╭─ Data in this exercise

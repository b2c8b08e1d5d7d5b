// ovenwatch-api: async client for the pizzeria `/api/stats` endpoint

pub mod client;
pub mod error;
pub mod transport;
pub mod wire;

pub use client::{StatsClient, decode};
pub use error::Error;
pub use transport::{TlsMode, TransportConfig};
pub use wire::{
    Restrictions, RichPayload, SnapshotShape, WireCounters, WireIngredients, WirePayload,
    WireStation,
};
//! `ovenwatch`: real-time terminal dashboard for a pizzeria order system.
//!
//! Polls the server's `/api/stats` endpoint on a fixed interval and renders
//! order counters, ingredient consumption bars and production station rows
//! with [ratatui](https://ratatui.rs). The connection dot in the status bar
//! reflects the outcome of the most recent poll.
//!
//! Logs are written to a file (default `/tmp/ovenwatch.log`) to avoid
//! corrupting the terminal UI.
//!
//! Entry point: CLI argument parsing, tracing setup, panic hooks, and app launch.

mod action;
mod app;
mod component;
mod data_bridge;
mod event;
mod screen;
mod screens;
mod theme;
mod tui;
mod widgets;

use std::path::PathBuf;

use clap::{Parser, Subcommand};
use color_eyre::eyre::{Result, WrapErr};
use tracing::info;
use tracing_appender::non_blocking::WorkerGuard;
use tracing_subscriber::{EnvFilter, fmt, layer::SubscriberExt, util::SubscriberInitExt};

use ovenwatch_config::ResolvedProfile;
use ovenwatch_core::{Poller, SnapshotShape, TlsVerification};

use crate::app::App;

/// Terminal dashboard for a pizzeria's order and station statistics.
#[derive(Parser, Debug)]
#[command(name = "ovenwatch", version, about)]
struct Cli {
    #[command(subcommand)]
    command: Option<Command>,

    /// Stats endpoint URL (e.g., http://localhost:10000/api/stats)
    #[arg(short = 'e', long, env = "OVENWATCH_ENDPOINT", global = true)]
    endpoint: Option<String>,

    /// Poll interval (e.g., 1s, 2s, 500ms)
    #[arg(short = 'i', long, env = "OVENWATCH_INTERVAL", global = true)]
    interval: Option<String>,

    /// Expected payload shape: auto, flat or rich
    #[arg(long, env = "OVENWATCH_SHAPE", global = true)]
    shape: Option<SnapshotShape>,

    /// Config profile to use
    #[arg(short = 'p', long, env = "OVENWATCH_PROFILE", global = true)]
    profile: Option<String>,

    /// Accept invalid TLS certificates
    #[arg(long, global = true)]
    insecure: bool,

    /// Log file path (defaults to /tmp/ovenwatch.log)
    #[arg(long, default_value = "/tmp/ovenwatch.log", global = true)]
    log_file: PathBuf,

    /// Increase log verbosity (-v info, -vv debug, -vvv trace)
    #[arg(short, long, action = clap::ArgAction::Count, global = true)]
    verbose: u8,
}

#[derive(Subcommand, Debug)]
enum Command {
    /// Run the live dashboard (default)
    Watch,
    /// Poll once and print the decoded snapshot as JSON
    Fetch,
    /// Inspect or create the configuration file
    Config {
        #[command(subcommand)]
        command: ConfigCommand,
    },
}

#[derive(Subcommand, Debug)]
enum ConfigCommand {
    /// Print the config file path
    Path,
    /// Print the effective settings after profile, env and flag resolution
    Show,
    /// Write a starter config file (refuses to overwrite)
    Init,
}

/// Set up file-based tracing. Nothing may be logged to stdout/stderr, it
/// would corrupt the TUI output. Returns a guard that must be held for the
/// lifetime of the application to ensure logs are flushed.
fn setup_tracing(cli: &Cli) -> WorkerGuard {
    let log_level = match cli.verbose {
        0 => "warn",
        1 => "info",
        2 => "debug",
        _ => "trace",
    };

    let filter = EnvFilter::try_from_default_env().unwrap_or_else(|_| {
        EnvFilter::new(format!(
            "ovenwatch={log_level},ovenwatch_core={log_level},ovenwatch_api={log_level}"
        ))
    });

    let log_dir = cli
        .log_file
        .parent()
        .filter(|p| !p.as_os_str().is_empty())
        .unwrap_or(std::path::Path::new("."));
    let log_filename = cli
        .log_file
        .file_name()
        .unwrap_or(std::ffi::OsStr::new("ovenwatch.log"));

    let file_appender = tracing_appender::rolling::never(log_dir, log_filename);
    let (non_blocking, guard) = tracing_appender::non_blocking(file_appender);

    tracing_subscriber::registry()
        .with(filter)
        .with(
            fmt::layer()
                .with_writer(non_blocking)
                .with_ansi(false)
                .with_target(true)
                .with_thread_ids(true),
        )
        .init();

    guard
}

/// Resolve the poller config. Priority: CLI flags > env > config file > built-in default.
fn resolve(cli: &Cli) -> Result<ResolvedProfile> {
    let cfg = ovenwatch_config::load_config().wrap_err("failed to load config")?;
    let mut resolved = ovenwatch_config::resolve_profile(&cfg, cli.profile.as_deref())?;

    let poller = &mut resolved.poller;
    if let Some(endpoint) = cli.endpoint.as_deref() {
        poller.endpoint = ovenwatch_config::parse_endpoint(endpoint)?;
    }
    if let Some(interval) = cli.interval.as_deref() {
        poller.interval = ovenwatch_config::parse_duration("interval", interval)?;
    }
    if let Some(shape) = cli.shape {
        poller.shape = shape;
    }
    if cli.insecure {
        poller.tls = TlsVerification::DangerAcceptInvalid;
    }

    Ok(resolved)
}

async fn fetch_once(resolved: ResolvedProfile) -> Result<()> {
    let poller = Poller::new(resolved.poller)?;
    let snapshot = poller
        .fetch_snapshot()
        .await
        .wrap_err_with(|| format!("poll of {} failed", poller.config().endpoint))?;
    println!("{}", serde_json::to_string_pretty(&snapshot)?);
    Ok(())
}

fn run_config(cli: &Cli, command: &ConfigCommand) -> Result<()> {
    match command {
        ConfigCommand::Path => {
            println!("{}", ovenwatch_config::config_path().display());
        }
        ConfigCommand::Show => {
            let resolved = resolve(cli)?;
            print!("{}", ovenwatch_config::render_effective(&resolved)?);
        }
        ConfigCommand::Init => {
            let path = ovenwatch_config::config_path();
            if path.exists() {
                color_eyre::eyre::bail!("config file already exists: {}", path.display());
            }
            ovenwatch_config::save_config_to(&ovenwatch_config::starter_config(), &path)?;
            println!("wrote {}", path.display());
        }
    }
    Ok(())
}

#[tokio::main]
async fn main() -> Result<()> {
    let cli = Cli::parse();

    match &cli.command {
        Some(Command::Config { command }) => return run_config(&cli, command),
        Some(Command::Fetch) => {
            color_eyre::install()?;
            let _log_guard = setup_tracing(&cli);
            return fetch_once(resolve(&cli)?).await;
        }
        Some(Command::Watch) | None => {}
    }

    // Install panic/error hooks BEFORE entering the terminal
    tui::install_hooks()?;

    // Tracing to file; hold the guard so logs flush on exit
    let _log_guard = setup_tracing(&cli);

    let resolved = resolve(&cli)?;
    info!(
        profile = %resolved.name,
        endpoint = %resolved.poller.endpoint,
        interval = ?resolved.poller.interval,
        "starting ovenwatch"
    );

    let poller = Poller::new(resolved.poller)?;
    let mut app = App::new(poller);
    app.run().await?;

    Ok(())
}
// Wire types for the `/api/stats` payload.
//
// Two payload forms exist in the wild: the flat counters-only form and the
// richer form nesting counters under `stats` next to a `stations` array.
// Both are decoded here; the core crate converts them into domain types.

use serde::{Deserialize, Deserializer, Serialize};
use strum::{Display, EnumString};

/// Which payload form the endpoint is expected to return.
#[derive(
    Debug, Clone, Copy, PartialEq, Eq, Default, Serialize, Deserialize, Display, EnumString,
)]
#[serde(rename_all = "lowercase")]
#[strum(serialize_all = "lowercase", ascii_case_insensitive)]
pub enum SnapshotShape {
    /// Accept either form (rich is tried first).
    #[default]
    Auto,
    /// `{"accepted": n, "refused": n}`
    Flat,
    /// `{"stats": {...}, "stations": [...]}`
    Rich,
}

/// Per-category ingredient counters, keyed by their single-letter codes.
#[derive(Debug, Clone, Copy, Default, PartialEq, Eq, Serialize, Deserialize)]
pub struct WireIngredients {
    #[serde(rename = "R", default)]
    pub r: u64,
    #[serde(rename = "J", default)]
    pub j: u64,
    #[serde(rename = "V", default)]
    pub v: u64,
    #[serde(rename = "B", default)]
    pub b: u64,
}

/// Order counters, plus ingredient totals when the server tracks them.
#[derive(Debug, Clone, PartialEq, Eq, Serialize, Deserialize)]
pub struct WireCounters {
    pub accepted: u64,
    pub refused: u64,
    #[serde(default, skip_serializing_if = "Option::is_none")]
    pub ingredients: Option<WireIngredients>,
}

/// A production station as reported by the server.
#[derive(Debug, Clone, PartialEq, Eq, Serialize, Deserialize)]
pub struct WireStation {
    pub id: i64,
    #[serde(default)]
    pub current_load: u32,
    #[serde(default)]
    pub max_capacity: u32,
    #[serde(default = "default_available")]
    pub available: bool,
    #[serde(default)]
    pub size: String,
    #[serde(default)]
    pub restrictions: Restrictions,
}

fn default_available() -> bool {
    true
}

/// The richer payload form.
#[derive(Debug, Clone, PartialEq, Eq, Serialize, Deserialize)]
pub struct RichPayload {
    pub stats: WireCounters,
    #[serde(default)]
    pub stations: Vec<WireStation>,
}

/// A decoded `/api/stats` body in either form.
#[derive(Debug, Clone, PartialEq, Eq, Serialize, Deserialize)]
#[serde(untagged)]
pub enum WirePayload {
    Rich(RichPayload),
    Flat(WireCounters),
}

impl WirePayload {
    pub fn shape(&self) -> SnapshotShape {
        match self {
            Self::Rich(_) => SnapshotShape::Rich,
            Self::Flat(_) => SnapshotShape::Flat,
        }
    }

    pub fn counters(&self) -> &WireCounters {
        match self {
            Self::Rich(rich) => &rich.stats,
            Self::Flat(flat) => flat,
        }
    }
}

// ── Restrictions ────────────────────────────────────────────────────

/// Station restrictions, normalized at decode time.
///
/// The server sends either free text or an array of strings. Text becomes a
/// single entry, kept as sent apart from surrounding whitespace; an array is
/// kept entry for entry. Either form collapses to an empty list when its
/// display text (entries joined with `, `) is blank or a dash placeholder
/// (`-`, `---`), so "no restriction" is always an empty list.
#[derive(Debug, Clone, Default, PartialEq, Eq, Serialize)]
#[serde(transparent)]
pub struct Restrictions(Vec<String>);

#[derive(Deserialize)]
#[serde(untagged)]
enum RawRestrictions {
    Text(String),
    List(Vec<String>),
}

fn is_placeholder(text: &str) -> bool {
    let text = text.trim();
    text.is_empty() || text.chars().all(|c| c == '-')
}

impl Restrictions {
    /// Build from the array form. Entries are not split or trimmed.
    pub fn new<I, S>(entries: I) -> Self
    where
        I: IntoIterator<Item = S>,
        S: Into<String>,
    {
        let entries: Vec<String> = entries.into_iter().map(Into::into).collect();
        if is_placeholder(&entries.join(", ")) {
            Self::default()
        } else {
            Self(entries)
        }
    }

    /// Build from the free-text form.
    pub fn parse(text: &str) -> Self {
        if is_placeholder(text) {
            Self::default()
        } else {
            Self(vec![text.trim().to_owned()])
        }
    }

    pub fn is_empty(&self) -> bool {
        self.0.is_empty()
    }

    pub fn as_slice(&self) -> &[String] {
        &self.0
    }

    pub fn into_vec(self) -> Vec<String> {
        self.0
    }
}

impl<'de> Deserialize<'de> for Restrictions {
    fn deserialize<D: Deserializer<'de>>(deserializer: D) -> Result<Self, D::Error> {
        Ok(match Option::<RawRestrictions>::deserialize(deserializer)? {
            None => Self::default(),
            Some(RawRestrictions::Text(text)) => Self::parse(&text),
            Some(RawRestrictions::List(list)) => Self::new(list),
        })
    }
}
//! Data layer between `ovenwatch-api` and render targets (TUI, one-shot fetch).
//!
//! - **[`Poller`]**: Owns the stats client and the poll schedule:
//!   [`spawn()`](Poller::spawn) refreshes immediately, then once per
//!   configured interval. Every cycle is sequenced so a slow response can
//!   never overwrite a newer one.
//!
//! - **[`DashboardState`]**: The view model a render target draws:
//!   counters, ingredient bars, station rows and the connection indicator.
//!   Published through a `tokio::sync::watch` channel.
//!
//! - **Domain model** ([`model`]): [`StatsSnapshot`], [`Station`] and
//!   [`IngredientCounts`], converted from the wire types in [`convert`].

pub mod config;
pub mod convert;
pub mod error;
pub mod model;
pub mod poller;
pub mod view;

// ── Primary re-exports ──────────────────────────────────────────────
pub use config::{DEFAULT_ENDPOINT, PollerConfig, TlsVerification};
pub use error::CoreError;
pub use model::{Ingredient, IngredientCounts, Station, StatsSnapshot};
pub use poller::{CycleOutcome, Poller};
pub use view::{Badge, ConnectionState, DashboardState, IngredientBar, StationRow};

pub use ovenwatch_api::SnapshotShape;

╰─

§ **Exercise requirements**
Your answer should consist only of the lines above between the line holding "file > built-in default." and the line holding "let poller = &mut resolved.poller;", inclusive, each transcribed exactly.

§ **The completed task**
/// Resolve the poller config. Priority: CLI flags > env > config file > built-in default.
fn resolve(cli: &Cli) -> Result<ResolvedProfile> {
    let cfg = ovenwatch_config::load_config().wrap_err("failed to load config")?;
    let mut resolved = ovenwatch_config::resolve_profile(&cfg, cli.profile.as_deref())?;

    let poller = &mut resolved.poller;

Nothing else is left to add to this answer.